To watch episodes from their TV shows just go to the menu at the top and select “Sendungen” (“Programs”) and choose from those.
This is Germany’s second largest public TV station and I found it was a little less clear-cut what was available for viewing outside Germany and what wasn’t, it seemed rather random. It appears that all the news is available but then when it comes to shows it varies from one to another and you just have to try it and find out. Tons and tons of available videos regardless, though, you’ll never run out.
This is Germany’s largest private (for-profit) TV station. Their news videos are all free to watch however everything non-news will not play in the U.S. (even if it’s labeled “Free”). I do not know if they will play in countries outside Germany, you’re welcome to try if you like.
“Ratgeber” literally means “advisor” or “counselor” and this particular station caters to general life advice advice such as cooking, home repair, medicine/health, fitness, etc. It has stories (most in the form of videos) along the lines of “12 Best Tips for Treating a Cold”, “Dangerous Germs in Turkey Meat” (and how to avoid them, of course), “Is It Worth It to Change Mobile Phone Providers?”, etc. Those are some examples of stuff that was on the front page when I looked at it while writing this.

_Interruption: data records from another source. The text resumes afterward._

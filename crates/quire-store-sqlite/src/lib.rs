//! SQLite backend for quire: document store and vector index.
//!
//! Wraps [`tokio_rusqlite`] so all database access runs on a dedicated thread
//! without blocking the async runtime. One [`SqliteStore`] implements both
//! [`quire_core::store::DocumentStore`] and
//! [`quire_core::vector::VectorIndex`]; similarity search runs inside SQLite
//! through the sqlite-vec extension.

mod encode;
mod extension;
mod schema;
mod store;
mod vectors;

pub mod error;

pub use error::{Error, Result};
pub use store::SqliteStore;

#[cfg(test)]
mod tests;
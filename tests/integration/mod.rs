//! Integration test utilities and helpers
//!
//! RSA keys are slow to generate, so the root and the client key are built
//! once and shared by every test in the binary.

use std::sync::{Arc, OnceLock};

use box_pki::certs::{
    CertificateProfile, CertificateRequest, KeyPairFactory, RequestBuilder, RootAuthority,
    RootAuthorityBuilder, RsaKeyPair,
};
use box_pki::config::IssuanceConfig;

/// Shared enrollment secret.
pub const SECRET: &str = "wreckage";

/// Organization used in every subject.
pub const COMPANY: &str = "DreamBench";

/// Name of the test box.
pub const SERVER_NAME: &str = "box.local";

/// Key size used by tests.
pub const KEY_STRENGTH: usize = 2048;

static ROOT: OnceLock<Arc<RootAuthority>> = OnceLock::new();
static CLIENT_KEY: OnceLock<RsaKeyPair> = OnceLock::new();

/// A root authority permitting names below `box.local`.
pub fn root() -> Arc<RootAuthority> {
    Arc::clone(ROOT.get_or_init(|| {
        let root = RootAuthorityBuilder::new(CertificateProfile::new(COMPANY, SERVER_NAME))
            .key_strength(KEY_STRENGTH)
            .permit_dns(SERVER_NAME)
            .build()
            .expect("root generation failed");
        Arc::new(root)
    }))
}

/// The client's key pair.
pub fn client_key() -> RsaKeyPair {
    CLIENT_KEY
        .get_or_init(|| {
            KeyPairFactory::new(KEY_STRENGTH)
                .and_then(|factory| factory.generate())
                .expect("key generation failed")
        })
        .clone()
}

/// A fresh CSR for `dns` using the shared client key.
pub fn client_request(dns: &str) -> CertificateRequest {
    RequestBuilder::new(CertificateProfile::new(COMPANY, dns))
        .san_dns(dns)
        .build_with_key(client_key())
        .expect("CSR generation failed")
}

/// Issuance parameters with test sized keys.
pub fn issuance() -> IssuanceConfig {
    IssuanceConfig {
        key_strength: KEY_STRENGTH,
        ..IssuanceConfig::default()
    }
}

This is a very popular comedy channel in Germany that is focused entirely on that genre. It’s a private network so it does run ads but I can view everything I’ve tried from here in the U.S. without a proxy, so that’s nice. Odds are you can watch this from wherever you are.
No subtitles but it is a nice break from the typical news/politics stuff that dominates this list and it gives you more insight into the culture by showing you what they find funny. Lots of stand up, talk shows (similar to The Tonight Show, Saturday Night Live, Conan, etc.), reality TV, fictional comedy shows (e.g. Stromburg, which seems to be something akin to The Office here in the U.S.), etc.
This is the most popular sports program in Germany, lots of videos covering all different sports, all appear to be available internationally.
This is their main financial news network.
This is a regional station covering Northern Germany, one of seven such regional stations.
This is the first privately owned TV broadcaster in Germany, they focus mainly on reality shows, travel shows, telenovelas, and other fictional scripted shows. Full episodes seem to be restricted to only those in Germany but shorter clips are viewable for me here in the U.S.
This is a TV show specifically made for teaching people languages and I’ve been recommending the (very popular) Spanish version for a while now to my fellow Spanish students. It’s typically somewhereon YouTube though I’ve noticed it tends to get taken down for copyright violations every now and then, but of course it just gets reuploaded under another user’s account and the game goes on, haha.
The actors speak slowly and clearly and use vocabulary that’s not too advanced. I’d say it’s intended for beginner and intermediate adult learners, probably high school and college level, so it’s perfect for most of you. A summary of the plot, from Wikipedia:
“Sam, with only a very basic grasp of the featured language, comes to stay with his penpal, Lola. Sam’s efforts to get to grips with the language provide the central dynamic for the series’ language learning content. The series is particularly suitable for adolescents and young adults who can relate to the contextual setting and implied meanings in the screenplay.”
I love these guys, I’ve been using/recommending them for Spanish for years as well and, thankfully, they do what they do for several different languages including German. It’s very simple: they make an animated video out of a children’s story that includes a narrator slowly and carefully reading it aloud and subtitles in the language spoken (German in this case).
They’re fun and short, and since they’re using children’s stories the language used (vocabulary and grammar) tends to be very simple which is perfect for someone learning the language (hence why I strongly recommend children’s media as a source of material to learn a language from).